The Gomori-Grocott technique and periodic acid-Schiff (PAS) staining showed sparse rounded fungal forms characteristic of sporotrichosis. A plain film radiograph of her left foot revealed thinning of the fifth metatarsal and an increase in the surrounding soft tissue. A computed tomography scan of her left foot and tibia showed underlying osteomyelitis and a deep abscess, which was subsequently drained.
The patient was treated successfully with intravenous amphotericin B for 16 days and liposomal amphotericin for 6 days. She was prescribed a maintenance dose of 200 mg itraconazole twice daily, and to date is showing a good clinical response.
Fig. 1. (a) Multiple ulcerated papules and nodules on the left lower limb extending along the lymphatic channels. (b) Left fifth digit with marked ulceration and destruction of the underlying bone structure.

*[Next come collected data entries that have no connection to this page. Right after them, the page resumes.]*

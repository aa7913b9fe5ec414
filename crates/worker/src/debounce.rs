use std::time::Duration;

use crate::{Scheduler, TimerId};

/// Trailing-edge debounce: at most one pending timer, reset on every trigger.
#[derive(Debug, Clone)]
pub struct Debounce {
	wait: Duration,
	pending: Option<TimerId>,
}

impl Debounce {
	pub const fn new(wait: Duration) -> Self {
		Self { wait, pending: None }
	}

	pub const fn wait(&self) -> Duration {
		self.wait
	}

	/// Cancels any pending timer and schedules `task` after the wait period.
	pub fn trigger<T>(&mut self, scheduler: &mut Scheduler<T>, task: T) -> TimerId {
		self.cancel(scheduler);
		let id = scheduler.schedule(self.wait, task);
		self.pending = Some(id);
		id
	}

	/// Cancels the pending timer, if any.
	pub fn cancel<T>(&mut self, scheduler: &mut Scheduler<T>) -> bool {
		match self.pending.take() {
			Some(id) => scheduler.cancel(id),
			None => false,
		}
	}

	/// Marks `id` as fired. Returns `false` for a timer this debounce no longer owns.
	pub fn complete(&mut self, id: TimerId) -> bool {
		if self.pending == Some(id) {
			self.pending = None;
			true
		} else {
			false
		}
	}

	pub fn is_pending(&self) -> bool {
		self.pending.is_some()
	}
}
use std::time::Duration;

use lootbox_cart::Product;
use lootbox_document::{Document, Element, NodeId};
use lootbox_storage::Storage;
use lootbox_worker::{Debounce, TimerId};
use tracing::debug;

use crate::shell::{Storefront, Task};
use crate::specs::OverlayContent;

/// Grace period before an overlay hides, so the pointer can travel onto it.
pub(crate) const OVERLAY_HIDE_DELAY: Duration = Duration::from_millis(150);

/// A decorated product card.
#[derive(Debug)]
pub(crate) struct CardUi {
	pub(crate) card: NodeId,
	pub(crate) info: NodeId,
	pub(crate) overlay: Option<NodeId>,
	hide: Debounce,
}

/// First product card whose title reads `name`.
pub fn find_card(doc: &Document, name: &str) -> Option<NodeId> {
	doc.elements_with_class("product-card").into_iter().find(|&card| {
		doc.descendant_with_tag(card, "h3")
			.is_some_and(|title| doc.text(title).trim() == name)
	})
}

/// Reads the product a card displays: title, price, image source and
/// description. Cards without a title or price yield `None`.
pub fn capture_product(doc: &Document, card: NodeId) -> Option<Product> {
	let name = doc.text(doc.descendant_with_tag(card, "h3")?);
	let price = doc.text(doc.descendant_with_class(card, "text-indigo-400")?);
	let image = doc
		.descendant_with_tag(card, "img")
		.and_then(|img| doc.attr(img, "src"))
		.unwrap_or_default();
	let description = doc
		.descendant_with_class(card, "text-gray-400")
		.map(|d| doc.text(d))
		.unwrap_or_default();
	Some(
		Product::new(name, price)
			.with_image(image)
			.with_description(description),
	)
}

impl<S: Storage> Storefront<S> {
	/// Adds the quick-view badge, info button, overlay and accessibility
	/// attributes to every titled product card.
	pub(crate) fn decorate_cards(&mut self) {
		for card in self.doc.elements_with_class("product-card") {
			let Some(title) = self.doc.descendant_with_tag(card, "h3") else {
				continue;
			};
			let name = self.doc.text(title).trim().to_owned();
			let description = self
				.doc
				.descendant_with_class(card, "text-gray-400")
				.map(|d| self.doc.text(d).to_owned())
				.unwrap_or_default();

			self.doc.append(
				card,
				Element::new("div")
					.with_classes("quick-view-badge")
					.with_attr("aria-hidden", "true")
					.with_text("Quick View"),
			);
			let info = self.doc.append(
				card,
				Element::new("button")
					.with_classes("info-icon")
					.with_attr("aria-label", format!("View {name} specifications"))
					.with_attr("type", "button")
					.with_text("i"),
			);
			let overlay = OverlayContent::for_product(&name, &description).map(|content| self.append_overlay(card, content));

			self.doc.set_attr(card, "tabindex", "0");
			self.doc.set_attr(card, "role", "article");
			self.doc.set_attr(card, "aria-label", format!("{name} product card"));

			self.cards.push(CardUi {
				card,
				info,
				overlay,
				hide: Debounce::new(OVERLAY_HIDE_DELAY),
			});
		}
		debug!(cards = self.cards.len(), "cards.decorated");
	}

	fn append_overlay(&mut self, card: NodeId, content: OverlayContent) -> NodeId {
		let overlay = self.doc.append(
			card,
			Element::new("div")
				.with_id(content.id)
				.with_classes("product-info-overlay")
				.with_attr("aria-label", content.aria_label)
				.with_attr("role", "tooltip"),
		);
		self.doc.append(overlay, Element::new("h4").with_text(content.heading));
		let list = self.doc.append(overlay, Element::new("ul"));
		for line in content.lines {
			self.doc.append(list, Element::new("li").with_text(line));
		}
		overlay
	}

	pub(crate) fn card_for_info(&self, node: NodeId) -> Option<usize> {
		self.cards.iter().position(|c| c.info == node && c.overlay.is_some())
	}

	pub(crate) fn card_for_overlay(&self, node: NodeId) -> Option<usize> {
		self.cards.iter().position(|c| c.overlay == Some(node))
	}

	pub(crate) fn show_overlay(&mut self, index: usize) {
		let card = &mut self.cards[index];
		card.hide.cancel(&mut self.scheduler);
		self.doc.add_class(card.card, "overlay-active");
	}

	pub(crate) fn hide_overlay(&mut self, index: usize) {
		self.cards[index].hide.trigger(&mut self.scheduler, Task::HideOverlay(index));
	}

	pub(crate) fn hide_overlay_now(&mut self, id: TimerId, index: usize) {
		let card = &mut self.cards[index];
		if card.hide.complete(id) {
			self.doc.remove_class(card.card, "overlay-active");
		}
	}

	/// First button or nav-trigger link inside the card, in document order.
	pub(crate) fn card_primary_action(&self, card: NodeId) -> Option<NodeId> {
		self.doc
			.find_descendant(card, |el| el.tag == "button" || (el.tag == "a" && el.has_class("nav-trigger")))
	}

	/// Pointer-driven 3D tilt. `x`/`y` are viewport coordinates.
	pub(crate) fn tilt(&mut self, target: NodeId, x: f64, y: f64) {
		if self.options.reduced_motion {
			return;
		}
		let Some(card) = self.doc.closest_with_class(target, "product-card") else {
			return;
		};
		let Some(rect) = self.doc.element(card).rect else {
			return;
		};
		let local_x = x - rect.left;
		let local_y = y - (rect.top - self.doc.scroll_y());
		let rotate_x = (local_y - rect.height / 2.0) / 20.0;
		let rotate_y = (rect.width / 2.0 - local_x) / 20.0;
		self.doc.element_mut(card).transform = format!(
			"translateY(-16px) rotateX({}deg) rotateY({}deg) scale(1.02)",
			4.0 + rotate_x,
			-2.0 + rotate_y
		);
	}
}
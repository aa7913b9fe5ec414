use crate::router::HOME_FRAGMENT;

/// Session history of URL fragments.
///
/// Entries hold the fragment including its `#`, or `None` for a URL without
/// one. Pushing discards any forward entries.
#[derive(Debug, Clone, PartialEq, Eq)]
pub struct History {
	entries: Vec<Option<String>>,
	index: usize,
}

impl Default for History {
	fn default() -> Self {
		Self::new(None)
	}
}

impl History {
	/// Starts a session at `initial`. An empty fragment counts as none.
	pub fn new(initial: Option<&str>) -> Self {
		Self {
			entries: vec![normalize(initial)],
			index: 0,
		}
	}

	/// `location.hash` of the current entry.
	pub fn hash(&self) -> Option<&str> {
		self.entries[self.index].as_deref()
	}

	/// Fragment the router should show: the current hash, or `#home`.
	pub fn target(&self) -> &str {
		self.hash().unwrap_or(HOME_FRAGMENT)
	}

	pub fn push(&mut self, fragment: &str) {
		self.entries.truncate(self.index + 1);
		self.entries.push(normalize(Some(fragment)));
		self.index += 1;
	}

	/// Moves one entry back. Returns `false` at the start of the session.
	pub fn back(&mut self) -> bool {
		if self.index == 0 {
			return false;
		}
		self.index -= 1;
		true
	}

	/// Moves one entry forward. Returns `false` at the newest entry.
	pub fn forward(&mut self) -> bool {
		if self.index + 1 >= self.entries.len() {
			return false;
		}
		self.index += 1;
		true
	}

	pub fn len(&self) -> usize {
		self.entries.len()
	}

	pub fn is_empty(&self) -> bool {
		self.entries.is_empty()
	}

	pub fn index(&self) -> usize {
		self.index
	}
}

fn normalize(fragment: Option<&str>) -> Option<String> {
	fragment.filter(|f| !f.is_empty()).map(str::to_owned)
}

The cutaneous and lymphocutaneous forms of sporotrichosis are the most common forms of presentation, and patients usually remain afebrile and systemically well. Rarely, sporotrichosis can disseminate to involve bone, muscle, lungs and the central nervous system (3). This is predominantly observed in immunocompromised individuals (4). The osteoarticular form is the most commonly affected site after skin and can spread via direct inoculation of the fungus or haematogenously. It can involve single or multiple joints or bones. The most commonly affected bones are the tibia, small bones of the hands, radius, ulna, knee and ankle (5). An increasing number of fungal bone and joint infections has been reported (6). Freitas et al. (7) reported 2 cases of osteomyelitis in a study of 21 HIV-infected patients (8). Treatment options include itraconazole or amphotericin, which is less well tolerated and is associated with frequent relapses (9). Appenzeller et al. (5) reported 2 cases of sporotrichosis monoarthritis affecting the knees, which were successfully treated with itraconazole. Itraconazole is administered at initial doses of 200 mg twice daily for at least 12 months, followed by a maintenance dose of 200 mg daily (9). Govender et al. (10) noted that in localized osseous fungal lesions, surgical debridement alone without antifungal agents results in satisfactory outcome.
This case represents a rare presentation of osteomyelitis in an immunocompetent patient with cutaneous disseminated sporotrichosis. It demonstrates both an aggressive clinical evolution of the disease with osteoarticular destruction and a challenge to successful medical treatment.
The authors declare no conflicts of interest.